EVAL-3. TypeScript cases

  • complexity:
    • Positive complex_positive.ts: nested ternaries + try/catch + &&/|| chains ≥11 → FAIL.
    • Negative complex_negative.ts: refactored into named helpers → PASS.
  • sizes (function):
    • Positive: arrow fn assigned to const >50 LOC → FAIL.
    • Negative: same logic across named exports → PASS.
  • sizes (file):
    • Positive large_file.ts >500 LOC → FAIL.
    • Negative: split across files → PASS.
  • deps (cycle):
    • Positive a.tsb.ts → FAIL.
    • Negative: shared types.ts breaking cycle → PASS.
  • deps (internal vs external):
    • Positive: ./foo appears in internal graph; import 'lodash' does NOT.
    • Assert directly on the graph shape, not just pass/fail.
  • churn:
    • Positive hot_complex.ts with seeded history → finding.
    • Negative hot_simple.ts same history → no finding.
  • mutation (kill, with configured runner):
    • Positive: arithmetic.ts + tests covering boundary + sign → Tier-1 ≥90% → PASS.
    • Negative: same fn, test covers one branch → Tier-1 <90% → FAIL.
  • mutation (TS-specific operators):
    • Positive: strict_equality flip killed by tests that rely on strict equality; nullish_to_logical_or killed by tests that distinguish null from undefined.
    • Negative: same operators survive when the test only asserts non-distinguishing inputs. Confirms the operators generate meaningful mutants, not noise.
  • mutation (annotation respect):
    • Positive // mutator-disable-next-line suppresses the next-line mutant.
    • Negative: annotation removed, mutant regenerated.

EVAL-4. Cross-cutting

  • Mixed-repo severity propagation:
    • Rust FAIL + TS PASS → overall FAIL; TS section independently reports PASS.
    • Flip: Rust PASS + TS FAIL → overall FAIL; Rust section independently reports PASS.
    • Proves language sections don't contaminate each other.
  • Mutation concurrency safety:
    • Fixture with 3+ Rust and 3+ TS files, each with multiple mutants. Run --mutation-workers 4.
    • Assert git status --porcelain is empty after the run (no temp-copy corruption).
    • Assert repeated runs produce identical reports.
    • Sweep --mutation-workers 1, 2, 4, 8 and assert report stability.
  • Disabled-line respect under concurrency:
    • A file with mutator-disable-func on one fn and live code on another, --mutation-workers 4.
    • Assert zero mutants generated for the disabled fn; live fn's mutants execute.
  • False-positive ceiling:
    • Known-clean fixture (well-tested small Rust crate + well-tested small TS module) → WorstSeverity() == PASS, zero FAIL findings across all analyzers.
    • This is the "does it cry wolf" gate.

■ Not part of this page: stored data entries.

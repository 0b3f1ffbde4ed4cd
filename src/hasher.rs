//! Derivation of cache keys from a parsed compiler invocation
//!
//! All keys grow from the common hash: compiler identity, namespace,
//! format version, output-affecting arguments in canonical order and the
//! allow-listed environment. The direct-mode key extends it with the raw
//! source bytes and everything that influences preprocessing; the
//! preprocessor-mode key extends it with the preprocessed output instead.

use std::collections::HashMap;
use std::path::{Path, PathBuf};

use crate::args::{CompilerKind, ParsedArguments};
use crate::compopt;
use crate::config::{CompilerCheck, Config};
use crate::entry::FORMAT_VERSION;
use crate::error::CacheError;
use crate::hash::{digest_of, digest_of_file, Digest, Hasher};
use crate::sloppiness::Sloppy;

/// Environment variables that may change compiler output regardless of the
/// command line
const OUTPUT_ENV: &[&str] = &["SOURCE_DATE_EPOCH", "GCC_COLORS"];

/// Locale variables; skipped under the locale sloppiness
const LOCALE_ENV: &[&str] = &["LANG", "LC_ALL", "LC_CTYPE", "LC_MESSAGES"];

/// Variables that add include search paths, folded into the direct key
const CPP_ENV: &[&str] = &["CPATH", "C_INCLUDE_PATH", "CPLUS_INCLUDE_PATH", "OBJC_INCLUDE_PATH"];

/// Read-only view of the environment, supplied by the caller
pub trait EnvProvider {
	fn var(&self, name: &str) -> Option<String>;
}

/// The real process environment
pub struct SystemEnv;

impl EnvProvider for SystemEnv {
	fn var(&self, name: &str) -> Option<String> {
		std::env::var(name).ok()
	}
}

impl EnvProvider for HashMap<String, String> {
	fn var(&self, name: &str) -> Option<String> {
		self.get(name).cloned()
	}
}

/// Identity of the compiler binary driving the request
#[derive(Debug, Clone)]
pub struct CompilerInfo {
	pub path: PathBuf,
	pub kind: CompilerKind,
	pub digest: Digest,
}

impl CompilerInfo {
	/// Fingerprint the compiler either by content or, when the user opted
	/// into path checking, by its absolute path
	pub fn discover(path: &Path, kind: CompilerKind, check: CompilerCheck) -> Result<Self, CacheError> {
		let digest = match check {
			CompilerCheck::Content => digest_of_file(path).map_err(|e| {
				CacheError::io(format!("hashing compiler {}", path.display()), e)
			})?,
			CompilerCheck::Path => digest_of(path.to_string_lossy().as_bytes()),
		};
		Ok(CompilerInfo { path: path.to_path_buf(), kind, digest })
	}
}

/// Compute the common hash shared by both lookup modes
pub fn common_hash(
	config: &Config,
	compiler: &CompilerInfo,
	args: &ParsedArguments,
	env: &dyn EnvProvider,
	cwd: &Path,
) -> Hasher {
	let mut hasher = Hasher::new();

	hasher.delimiter("compiler");
	hasher.update(compiler.digest.as_bytes());
	hasher.delimiter("compiler kind");
	hasher.update_str(compiler.kind.as_str());
	hasher.delimiter("namespace");
	hasher.update_str(&config.namespace);
	hasher.delimiter("format");
	hasher.update(&[FORMAT_VERSION]);

	// Output-affecting arguments sorted into canonical table order. An
	// option and its separate value argument travel as one unit; the sort
	// is stable so unknown options keep their command-line order.
	let arguments: Vec<&String> = args.output_affecting_args().collect();
	let mut units: Vec<(usize, usize, &String, Option<&String>)> = Vec::new();
	let mut position = 0;
	while position < arguments.len() {
		let argument = arguments[position];
		let value = if compopt::takes_arg(argument) && position + 1 < arguments.len() {
			position += 1;
			Some(arguments[position])
		} else {
			None
		};
		units.push((compopt::canonical_rank(option_name(argument)), units.len(), argument, value));
		position += 1;
	}
	units.sort();

	for (_, _, argument, value) in units {
		if config.sloppiness.is_enabled(Sloppy::RandomSeed)
			&& argument.starts_with("-frandom-seed=")
		{
			continue;
		}
		hash_argument(&mut hasher, argument, value, cwd);
	}

	hasher.delimiter("env");
	for name in OUTPUT_ENV {
		if let Some(value) = env.var(name) {
			hasher.update_str(name);
			hasher.update_str("=");
			hasher.update_str(&value);
			hasher.update(&[0]);
		}
	}
	if !config.sloppiness.is_enabled(Sloppy::Locale) {
		for name in LOCALE_ENV {
			if let Some(value) = env.var(name) {
				hasher.update_str(name);
				hasher.update_str("=");
				hasher.update_str(&value);
				hasher.update(&[0]);
			}
		}
	}

	if config.hash_dir && args.uses_relative_paths() {
		hasher.delimiter("cwd");
		hasher.update_str(&cwd.to_string_lossy());
	}

	hasher
}

/// Derive the direct-mode key: common state plus the raw source bytes,
/// everything that affects preprocessing and the sloppiness in effect
pub fn direct_mode_key(
	common: &Hasher,
	config: &Config,
	args: &ParsedArguments,
	env: &dyn EnvProvider,
	source_bytes: &[u8],
) -> Digest {
	let mut hasher = common.clone();

	hasher.delimiter("source");
	hasher.update(source_bytes);

	for argument in &args.preprocessor_args {
		hasher.delimiter("cpp arg");
		hasher.update_str(argument);
	}
	for name in CPP_ENV {
		if let Some(value) = env.var(name) {
			hasher.delimiter("cpp env");
			hasher.update_str(name);
			hasher.update_str("=");
			hasher.update_str(&value);
		}
	}

	hasher.delimiter("sloppiness");
	hasher.update(&config.sloppiness.to_bitmask().to_be_bytes());

	hasher.digest()
}

/// Derive the preprocessor-mode key: common state plus the preprocessed
/// source and the compiler-only arguments
pub fn preprocessor_mode_key(
	common: &Hasher,
	args: &ParsedArguments,
	cpp_output: &[u8],
) -> Digest {
	let mut hasher = common.clone();

	hasher.delimiter("cpp output");
	hasher.update(cpp_output);

	for argument in &args.compiler_args {
		hasher.delimiter("compiler arg");
		hasher.update_str(argument);
	}

	hasher.digest()
}

/// The option part of an argument, with concatenated values split off
fn option_name(argument: &str) -> &str {
	match compopt::split_concat(argument) {
		Some((option, _)) => option,
		None => argument,
	}
}

/// Absorb one argument unit. Path-valued options contribute the option
/// name and the path's normalized form, so equal spellings of a path hash
/// equally; everything else is hashed verbatim.
fn hash_argument(hasher: &mut Hasher, argument: &str, value: Option<&String>, cwd: &Path) {
	if let Some((option, concat_value)) = compopt::split_concat(argument) {
		hasher.delimiter("arg");
		hasher.update_str(option);
		if compopt::takes_path(option) {
			hasher.delimiter("path");
			hasher.update_str(
				&crate::util::normalize_path(Path::new(concat_value), cwd).to_string_lossy(),
			);
		} else {
			hasher.delimiter("value");
			hasher.update_str(concat_value);
		}
		return;
	}

	if let Some(path) = compopt::prefix_takes_path(argument) {
		hasher.delimiter("arg");
		hasher.update_str(&argument[..argument.len() - path.len()]);
		hasher.delimiter("path");
		hasher.update_str(&crate::util::normalize_path(Path::new(path), cwd).to_string_lossy());
		return;
	}

	hasher.delimiter("arg");
	hasher.update_str(argument);

	if let Some(value) = value {
		if compopt::takes_path(argument) {
			hasher.delimiter("path");
			hasher.update_str(&crate::util::normalize_path(Path::new(value), cwd).to_string_lossy());
		} else {
			hasher.delimiter("value");
			hasher.update_str(value);
		}
	}
}

#[cfg(test)]
mod tests {
	use super::*;
	use crate::args::Language;

	fn test_args() -> ParsedArguments {
		ParsedArguments {
			input: PathBuf::from("/src/a.c"),
			language: Some(Language::C),
			output_obj: PathBuf::from("/src/a.o"),
			common_args: vec!["-O2".to_string(), "-g".to_string()],
			preprocessor_args: vec!["-DFOO=1".to_string(), "-I/usr/include/x".to_string()],
			..Default::default()
		}
	}

	fn test_compiler() -> CompilerInfo {
		CompilerInfo {
			path: PathBuf::from("/usr/bin/cc"),
			kind: CompilerKind::Gcc,
			digest: digest_of(b"fake compiler binary"),
		}
	}

	fn test_env() -> HashMap<String, String> {
		let mut env = HashMap::new();
		env.insert("LANG".to_string(), "en_US.UTF-8".to_string());
		env.insert("PATH".to_string(), "/usr/bin".to_string());
		env
	}

	fn keys_for(
		config: &Config,
		args: &ParsedArguments,
		env: &HashMap<String, String>,
	) -> (Digest, Digest, Digest) {
		let common = common_hash(config, &test_compiler(), args, env, Path::new("/src"));
		let direct = direct_mode_key(&common, config, args, env, b"int main(){return 0;}");
		let cpp = preprocessor_mode_key(&common, args, b"# 1 \"a.c\"\nint main(){return 0;}");
		(common.digest(), direct, cpp)
	}

	#[test]
	fn test_keys_are_stable_across_runs() {
		let config = Config::default();
		let (common1, direct1, cpp1) = keys_for(&config, &test_args(), &test_env());
		let (common2, direct2, cpp2) = keys_for(&config, &test_args(), &test_env());
		assert_eq!(common1, common2);
		assert_eq!(direct1, direct2);
		assert_eq!(cpp1, cpp2);
		// The three keys are distinct from each other.
		assert_ne!(direct1, cpp1);
		assert_ne!(common1, direct1);
	}

	#[test]
	fn test_compiler_identity_changes_common_hash() {
		let config = Config::default();
		let args = test_args();
		let env = test_env();
		let (common, _, _) = keys_for(&config, &args, &env);

		let mut other_compiler = test_compiler();
		other_compiler.digest = digest_of(b"different binary");
		let other =
			common_hash(&config, &other_compiler, &args, &env, Path::new("/src")).digest();
		assert_ne!(common, other);
	}

	#[test]
	fn test_output_affecting_arg_changes_keys() {
		let config = Config::default();
		let env = test_env();
		let (_, direct1, cpp1) = keys_for(&config, &test_args(), &env);

		let mut args = test_args();
		args.common_args.push("-fno-inline".to_string());
		let (_, direct2, cpp2) = keys_for(&config, &args, &env);
		assert_ne!(direct1, direct2);
		assert_ne!(cpp1, cpp2);
	}

	#[test]
	fn test_macro_definition_changes_direct_key() {
		let config = Config::default();
		let env = test_env();
		let (_, direct1, _) = keys_for(&config, &test_args(), &env);

		let mut args = test_args();
		args.preprocessor_args.push("-DBAR=2".to_string());
		let (_, direct2, _) = keys_for(&config, &args, &env);
		assert_ne!(direct1, direct2);
	}

	#[test]
	fn test_unlisted_env_is_ignored() {
		let config = Config::default();
		let args = test_args();
		let mut env = test_env();
		let (common1, _, _) = keys_for(&config, &args, &env);

		env.insert("UNRELATED".to_string(), "value".to_string());
		env.insert("PATH".to_string(), "/other".to_string());
		let (common2, _, _) = keys_for(&config, &args, &env);
		assert_eq!(common1, common2);
	}

	#[test]
	fn test_locale_env_respects_sloppiness() {
		let config = Config::default();
		let args = test_args();
		let mut env = test_env();
		let (common1, _, _) = keys_for(&config, &args, &env);

		env.insert("LANG".to_string(), "de_DE.UTF-8".to_string());
		let (common2, _, _) = keys_for(&config, &args, &env);
		assert_ne!(common1, common2);

		let mut sloppy_config = Config::default();
		sloppy_config.sloppiness = crate::sloppiness::Sloppiness::parse("locale").unwrap();
		let (sloppy1, _, _) = keys_for(&sloppy_config, &args, &env);
		env.insert("LANG".to_string(), "fr_FR.UTF-8".to_string());
		let (sloppy2, _, _) = keys_for(&sloppy_config, &args, &env);
		assert_eq!(sloppy1, sloppy2);
	}

	#[test]
	fn test_sloppiness_is_part_of_direct_key() {
		let args = test_args();
		let env = test_env();
		let config = Config::default();
		let (_, direct1, _) = keys_for(&config, &args, &env);

		let mut other = Config::default();
		other.sloppiness = crate::sloppiness::Sloppiness::parse("file_stat_matches").unwrap();
		let (_, direct2, _) = keys_for(&other, &args, &env);
		assert_ne!(direct1, direct2);
	}

	#[test]
	fn test_cwd_hashed_only_for_relative_builds() {
		let config = Config::default();
		let args = test_args();
		let env = test_env();

		// All paths absolute: cwd does not matter.
		let compiler = test_compiler();
		let one = common_hash(&config, &compiler, &args, &env, Path::new("/build/a")).digest();
		let two = common_hash(&config, &compiler, &args, &env, Path::new("/build/b")).digest();
		assert_eq!(one, two);

		// A relative output path makes the build cwd-sensitive.
		let mut relative = args.clone();
		relative.output_obj = PathBuf::from("a.o");
		let one = common_hash(&config, &compiler, &relative, &env, Path::new("/build/a")).digest();
		let two = common_hash(&config, &compiler, &relative, &env, Path::new("/build/b")).digest();
		assert_ne!(one, two);
	}

	#[test]
	fn test_argument_order_is_canonicalized() {
		let config = Config::default();
		let env = test_env();
		let compiler = test_compiler();

		let mut forward = test_args();
		forward.common_args = vec!["-O2".to_string(), "-g".to_string()];
		let mut reverse = test_args();
		reverse.common_args = vec!["-g".to_string(), "-O2".to_string()];

		// Both are unknown to the table, so their relative order is
		// preserved and the hashes differ...
		let one = common_hash(&config, &compiler, &forward, &env, Path::new("/src")).digest();
		let two = common_hash(&config, &compiler, &reverse, &env, Path::new("/src")).digest();
		assert_ne!(one, two);

		// ...while table-ranked options sort to their canonical place
		// regardless of where the caller put them.
		let mut early = test_args();
		early.compiler_args = vec!["-arch".to_string(), "x86_64".to_string()];
		early.common_args = vec!["-O2".to_string()];
		let mut late = test_args();
		late.compiler_args = vec![];
		late.common_args = vec!["-arch".to_string(), "x86_64".to_string(), "-O2".to_string()];
		let one = common_hash(&config, &compiler, &early, &env, Path::new("/src")).digest();
		let two = common_hash(&config, &compiler, &late, &env, Path::new("/src")).digest();
		assert_eq!(one, two);
	}

	#[test]
	fn test_include_path_normalization() {
		let config = Config::default();
		let env = test_env();
		let compiler = test_compiler();

		let mut plain = test_args();
		plain.compiler_args = vec!["-B/tool/dir".to_string()];
		let mut dotted = test_args();
		dotted.compiler_args = vec!["-B/tool/./dir".to_string()];

		let one = common_hash(&config, &compiler, &plain, &env, Path::new("/src")).digest();
		let two = common_hash(&config, &compiler, &dotted, &env, Path::new("/src")).digest();
		assert_eq!(one, two);
	}
}

// vim: ts=4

EVAL-5. Pre-flight calibration (pre-ship)

  • Rust: run the built diffguard against two open-source crates (one small, one mid-sized). Triage every FAIL and WARN. If >20% are noise, iterate on thresholds/detection before declaring Rust support shipped.
  • TypeScript: repeat with one app and one library project.
  • Record triage findings in this document under a "Baseline noise rate" appendix so future changes know what "good" looks like.

Execution order summary

A (foundation) ──► B (orchestration) ──┬──► C (Rust)        ──┬──► E (integration + CI)
                                       └──► D (TypeScript)  ──┘
                                             │
                                             └──► EVAL runs alongside C/D, per analyzer

Parts C and D are disjoint packages and can be implemented in parallel by separate agents / PRs, rebased onto the B branch. Part E holds the merge point and the final evaluation gate.


Sign-off criteria

Before calling this done:

  • All checklist items above checked.
  • go test ./... green.
  • make eval-rust, make eval-ts, make eval-mixed all green in CI.
  • Pre-flight calibration triage documented with <20% noise rate per language.
  • README reflects multi-language support with install instructions for each toolchain.
  • diffguard run on this repo's own HEAD produces identical output before and after the reorg (the Go path must be byte-stable).